Так же как и Марии Павловне, Глебу Семеновичу многое вспоминалось о сыне, но все это сводилось к одному: когда и как Ким посмотрел на него — с насмешкой, обидой или недоумением. Он думал, что Ким уже давно разуверился в нем и ничего уже не ждал от него, кроме придирок и выговоров, считал своего отца сухим, бездушным человеком, формалистом и к тому же неудачником, преждевременно отчисленным из армии в запас. И его камнем давила мысль, что ничего нельзя исправить, так это и уйдет с Кимом навечно.

А если Ким попал в руки гестаповцев?.. Когда Глеб Семенович думал, что и это могло случиться, он застывал в страшном физическом напряжении, чтобы не застонать, и ему казалось, что Дед видит, как он изменился в лице, и пытливо присматривается к нему.

Они были на полпути до лагеря, когда дальнозоркий Дед первый заметил Кима, вышедшего из леса на дорогу и присевшего на пенек.

— Глеб, гляди, твой-то уже поджидает нас… И где его, баламута, носило?! — воскликнул он, подскочив в седле от удовольствия, что у него в отряде есть такие баламуты, которые всегда выходят сухими из воды.

Ким сидел на пеньке, чуть пригнувшись, опираясь руками на колени, с автоматом между скрещенных ног, будто сидит в дозоре и ему уже скучно, но надо поглядывать по сторонам, и он поглядывает, выполняя свои надоевшие обязанности. Это была его обычная поза. Глебу Семеновичу часто казалось, что Ким, какие бы обязанности в отряде не выполнял — а выполнял он разные: связного, разведчика, пулеметчика, даже подрывника, — всегда старается показать, что все это для него пустяки и он занимается ими только потому, что настоящего, серьезного, большого дела, для которого он пошел с отцом в партизаны, ему почему-то не поручают. Глебу Семеновичу это очень не нравилось; возмущаясь, он спрашивал Кима, какие это великие дела нужны ему, но сейчас, увидев его, сидящего на пеньке, он подумал только: «Эх ты, мой милый, глупый мальчишка!»

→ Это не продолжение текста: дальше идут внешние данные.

//! Rebuild the WAR from its extraction directory.
//!
//! The new container is written to a temporary file beside the output path
//! and renamed over it only once the zip writer has finished, so a failed
//! repack leaves the previous WAR intact.

use log::{debug, trace};
use std::fs::{self, File};
use std::io;
use std::path::{Component, Path, PathBuf};
use tempfile::NamedTempFile;
use walkdir::WalkDir;
use zip::CompressionMethod;
use zip::write::SimpleFileOptions;

/// Errors arising while rebuilding the WAR.
#[derive(Debug, thiserror::Error)]
pub enum RepackError {
    /// I/O error reading an extracted file or writing the archive.
    #[error("repack I/O error: {0}")]
    Io(#[from] io::Error),

    /// The zip writer rejected an entry.
    #[error("zip write failed: {0}")]
    Zip(#[from] zip::result::ZipError),

    /// The extraction directory could not be traversed.
    #[error("cannot walk extraction directory: {0}")]
    Walk(#[from] walkdir::Error),

    /// A file name cannot be represented as a zip entry name.
    #[error("path {path} is not valid UTF-8")]
    NonUtf8Path {
        /// The offending path.
        path: PathBuf,
    },

    /// A walked path does not lie below the extraction root.
    #[error("path {path} lies outside the extraction root")]
    OutsideRoot {
        /// The offending path.
        path: PathBuf,
    },

    /// The finished archive could not replace the output path.
    #[error("cannot replace {path}: {source}")]
    Persist {
        /// The output path.
        path: PathBuf,
        /// The underlying I/O error.
        #[source]
        source: io::Error,
    },
}

/// Create a temporary file in the same directory as `path`.
///
/// Persisting the result over `path` is then a same-filesystem rename. The
/// file takes the mode of an existing `path`, otherwise the mode a plain
/// `File::create` would give it.
///
/// # Errors
///
/// Returns an I/O error if the temporary file cannot be created or its
/// permissions cannot be set.
pub fn sibling_temp_file(path: &Path) -> io::Result<NamedTempFile> {
    let parent = match path.parent() {
        Some(parent) if !parent.as_os_str().is_empty() => parent,
        _ => Path::new("."),
    };
    let mut builder = tempfile::Builder::new();
    builder.prefix(".warpatch-").suffix(".tmp");
    with_create_mode(&mut builder);
    let temp = builder.tempfile_in(parent)?;
    inherit_mode(temp.as_file(), path)?;
    Ok(temp)
}

#[cfg(unix)]
fn with_create_mode(builder: &mut tempfile::Builder<'_, '_>) {
    use std::os::unix::fs::PermissionsExt;

    // Reduced by the umask at open time.
    builder.permissions(fs::Permissions::from_mode(0o666));
}

#[cfg(not(unix))]
fn with_create_mode(_builder: &mut tempfile::Builder<'_, '_>) {}

#[cfg(unix)]
fn inherit_mode(file: &File, path: &Path) -> io::Result<()> {
    match fs::metadata(path) {
        Ok(metadata) if metadata.is_file() => file.set_permissions(metadata.permissions()),
        Ok(_) => Ok(()),
        Err(err) if err.kind() == io::ErrorKind::NotFound => Ok(()),
        Err(err) => Err(err),
    }
}

#[cfg(not(unix))]
fn inherit_mode(_file: &File, _path: &Path) -> io::Result<()> {
    Ok(())
}

/// Rebuild a zip at `output` from every regular file below `root`.
///
/// Files are visited depth-first in lexical file-name order and stored with
/// deflate compression under their `/`-separated path relative to `root`.
/// Directories produce no entries. Returns the number of entries written.
///
/// # Errors
///
/// Returns [`RepackError`] on any traversal, read, or zip failure; the
/// output path is only replaced after the archive has been fully written.
pub fn repack_war(root: &Path, output: &Path) -> Result<usize, RepackError> {
    let mut temp = sibling_temp_file(output)?;
    let written = write_archive(root, temp.as_file_mut())?;
    temp.as_file().sync_all()?;
    temp.persist(output).map_err(|e| RepackError::Persist {
        path: output.to_path_buf(),
        source: e.error,
    })?;
    debug!("repacked {written} entries into {}", output.display());
    Ok(written)
}

fn write_archive(root: &Path, file: &mut File) -> Result<usize, RepackError> {
    let mut writer = zip::ZipWriter::new(file);
    let mut written = 0;

    for entry in WalkDir::new(root).min_depth(1).sort_by_file_name() {
        let entry = entry?;
        if !entry.file_type().is_file() {
            continue;
        }

        let path = entry.path();
        let name = entry_name(root, path)?;
        let metadata = entry.metadata()?;
        let options = entry_options(&metadata);

        trace!("adding {name}");
        writer.start_file(name, options)?;
        io::copy(&mut File::open(path)?, &mut writer)?;
        written += 1;
    }

    writer.finish()?;
    Ok(written)
}

/// Build the `/`-separated entry name of `path` relative to `root`.
fn entry_name(root: &Path, path: &Path) -> Result<String, RepackError> {
    let relative = path.strip_prefix(root).map_err(|_| RepackError::OutsideRoot {
        path: path.to_path_buf(),
    })?;
    let mut parts = Vec::new();
    for component in relative.components() {
        if let Component::Normal(part) = component {
            let part = part.to_str().ok_or_else(|| RepackError::NonUtf8Path {
                path: path.to_path_buf(),
            })?;
            parts.push(part);
        }
    }
    Ok(parts.join("/"))
}

/// Header options for one file: deflate always, unix mode where known.
fn entry_options(metadata: &std::fs::Metadata) -> SimpleFileOptions {
    let options = SimpleFileOptions::default()
        .compression_method(CompressionMethod::Deflated)
        .large_file(metadata.len() >= u64::from(u32::MAX));
    with_permissions(options, metadata)
}

#[cfg(unix)]
fn with_permissions(
    options: SimpleFileOptions,
    metadata: &std::fs::Metadata,
) -> SimpleFileOptions {
    use std::os::unix::fs::PermissionsExt;

    options.unix_permissions(metadata.permissions().mode() & 0o7777)
}

#[cfg(not(unix))]
fn with_permissions(
    options: SimpleFileOptions,
    _metadata: &std::fs::Metadata,
) -> SimpleFileOptions {
    options
}

#[cfg(test)]
mod tests {
    use super::*;
    use crate::extraction::unpack_war;
    use crate::test_utils::{read_war_entries, write_war};

    const MANIFEST: &[u8] = b"Manifest-Version: 1.0\n";

    fn populate(root: &Path, files: &[(&str, &str)]) {
        for (name, contents) in files {
            let path = root.join(name);
            fs::create_dir_all(path.parent().expect("has parent")).expect("create parent");
            fs::write(path, contents).expect("write file");
        }
    }

    #[test]
    fn repack_writes_relative_entry_names() {
        let temp = tempfile::tempdir().expect("temp dir");
        let root = temp.path().join("root");
        populate(
            &root,
            &[
                ("index.jsp", "<html/>"),
                ("WEB-INF/web.xml", "<web-app/>"),
                ("WEB-INF/lib/lib-1.0.jar", "jar"),
            ],
        );
        let output = temp.path().join("new.war");

        let count = repack_war(&root, &output).expect("repack");

        assert_eq!(count, 3);
        let entries = read_war_entries(&output);
        let names: Vec<&str> = entries.keys().map(String::as_str).collect();
        assert_eq!(
            names,
            vec!["WEB-INF/lib/lib-1.0.jar", "WEB-INF/web.xml", "index.jsp"]
        );
        assert_eq!(entries["WEB-INF/lib/lib-1.0.jar"], b"jar");
    }

    #[test]
    fn directories_produce_no_entries() {
        let temp = tempfile::tempdir().expect("temp dir");
        let root = temp.path().join("root");
        fs::create_dir_all(root.join("WEB-INF/classes/empty")).expect("create dirs");
        populate(&root, &[("a.txt", "a")]);
        let output = temp.path().join("new.war");

        assert_eq!(repack_war(&root, &output).expect("repack"), 1);
        let entries = read_war_entries(&output);
        assert_eq!(entries.len(), 1);
    }

    #[test]
    fn entries_are_deflated_in_lexical_order() {
        let temp = tempfile::tempdir().expect("temp dir");
        let root = temp.path().join("root");
        populate(&root, &[("b/2.txt", "2"), ("a.txt", "a"), ("b/1.txt", "1")]);
        let output = temp.path().join("new.war");

        repack_war(&root, &output).expect("repack");

        let mut archive =
            zip::ZipArchive::new(File::open(&output).expect("open")).expect("zip");
        let mut order = Vec::new();
        for index in 0..archive.len() {
            let entry = archive.by_index(index).expect("entry");
            assert_eq!(entry.compression(), CompressionMethod::Deflated);
            order.push(entry.name().to_owned());
        }
        assert_eq!(order, vec!["a.txt", "b/1.txt", "b/2.txt"]);
    }

    #[test]
    fn unpack_then_repack_preserves_contents() {
        let temp = tempfile::tempdir().expect("temp dir");
        let original = temp.path().join("app.war");
        write_war(
            &original,
            &[
                ("META-INF/MANIFEST.MF", MANIFEST),
                ("WEB-INF/classes/App.class", b"\xca\xfe\xba\xbe".as_slice()),
                ("WEB-INF/lib/old-1.0.jar", b"old jar".as_slice()),
                ("index.jsp", b"<html/>".as_slice()),
            ],
        );
        let output = temp.path().join("new.war");

        let extracted = unpack_war(&original).expect("unpack");
        repack_war(extracted.root(), &output).expect("repack");

        assert_eq!(read_war_entries(&original), read_war_entries(&output));
    }

    #[test]
    fn failed_repack_leaves_output_untouched() {
        let temp = tempfile::tempdir().expect("temp dir");
        let output = temp.path().join("new.war");
        fs::write(&output, b"previous war").expect("seed output");

        let result = repack_war(&temp.path().join("missing-root"), &output);

        assert!(matches!(result, Err(RepackError::Walk(_))));
        assert_eq!(fs::read(&output).expect("read output"), b"previous war");
    }

    #[test]
    fn sibling_temp_file_handles_bare_file_names() {
        let temp = sibling_temp_file(Path::new("new.war")).expect("temp file");
        let parent = temp.path().parent().expect("has parent");
        assert_eq!(
            fs::canonicalize(parent).expect("canonical parent"),
            fs::canonicalize(".").expect("canonical cwd")
        );
    }

    #[cfg(unix)]
    fn mode_of(path: &Path) -> u32 {
        use std::os::unix::fs::PermissionsExt;

        fs::metadata(path).expect("metadata").permissions().mode() & 0o7777
    }

    #[cfg(unix)]
    #[test]
    fn repack_keeps_existing_output_mode() {
        use std::os::unix::fs::PermissionsExt;

        let temp = tempfile::tempdir().expect("temp dir");
        let root = temp.path().join("root");
        populate(&root, &[("index.jsp", "<html/>")]);
        let output = temp.path().join("new.war");
        fs::write(&output, b"previous war").expect("seed output");
        fs::set_permissions(&output, fs::Permissions::from_mode(0o640)).expect("chmod");

        repack_war(&root, &output).expect("repack");

        assert_eq!(mode_of(&output), 0o640);
    }

    #[cfg(unix)]
    #[test]
    fn repack_gives_new_output_the_create_mode() {
        let temp = tempfile::tempdir().expect("temp dir");
        let root = temp.path().join("root");
        populate(&root, &[("index.jsp", "<html/>")]);
        let reference = temp.path().join("reference");
        File::create(&reference).expect("create reference");
        let output = temp.path().join("new.war");

        repack_war(&root, &output).expect("repack");

        assert_eq!(mode_of(&output), mode_of(&reference));
    }

    #[test]
    fn entry_name_uses_forward_slashes() {
        let root = Path::new("root");
        let path = root.join("WEB-INF").join("lib").join("a.jar");
        assert_eq!(entry_name(root, &path).expect("name"), "WEB-INF/lib/a.jar");
    }
}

Дед строго допрашивал Кима: почему отстал, где столько времени пропадал, как оказался тут, на дороге. Глеб Семенович стоял рядом с Дедом, хмурил брови, слушая Кима, но из его объяснений ничего не понимал и не старался понять — ему было вполне достаточно одного того, что его глупый мальчишка жив и здоров.

До лагеря было еще километра два, но Василий Демьянович слез с лошади, решив, что дальше пойдет пешком вместе с Кимом. Довольно, намучился он уже с маленькой норовистой коняшкой, которую взял сегодня утром у начальницы санчасти Нины, так как свою кобылку ему пришлось вчера бросить в городе. Под Ниной коняшка эта ходила резво и никаких фокусов не выкидывала, а Василия Демьяновича, как он только подошел к ней и потрепал по шее, чуть было не тяпнула за руку. Когда он слегка стукнул ее за это кулаком по носу, она присмирела, но, чтобы сдвинуть ее с места, ему пришлось звать на помощь докторшу. Сколько ни колотил он коняшку и плеткой и коленями, она стояла тихо, как вкопанная, а Нине стоило только прикрикнуть на нее и шлепнуть ладошкой по крупу, как она сразу побежала. Побежала, однако вскоре остановилась, и опять хоть за докторшей беги, чтобы она ее снова пошлепала. Так всю дорогу туда и назад фордыбачила: остановится и, сколько ни колоти ее, будет стоять, пока ей это не прискучит; потом побежит, проявит свою прыть, ну, кажется, решила, что довольно уже поваляла дурака, хватит фокусничать, и вдруг снова стоп, ни шагу дальше, а то еще на бок ляжет, норовя придавить всаднику ногу.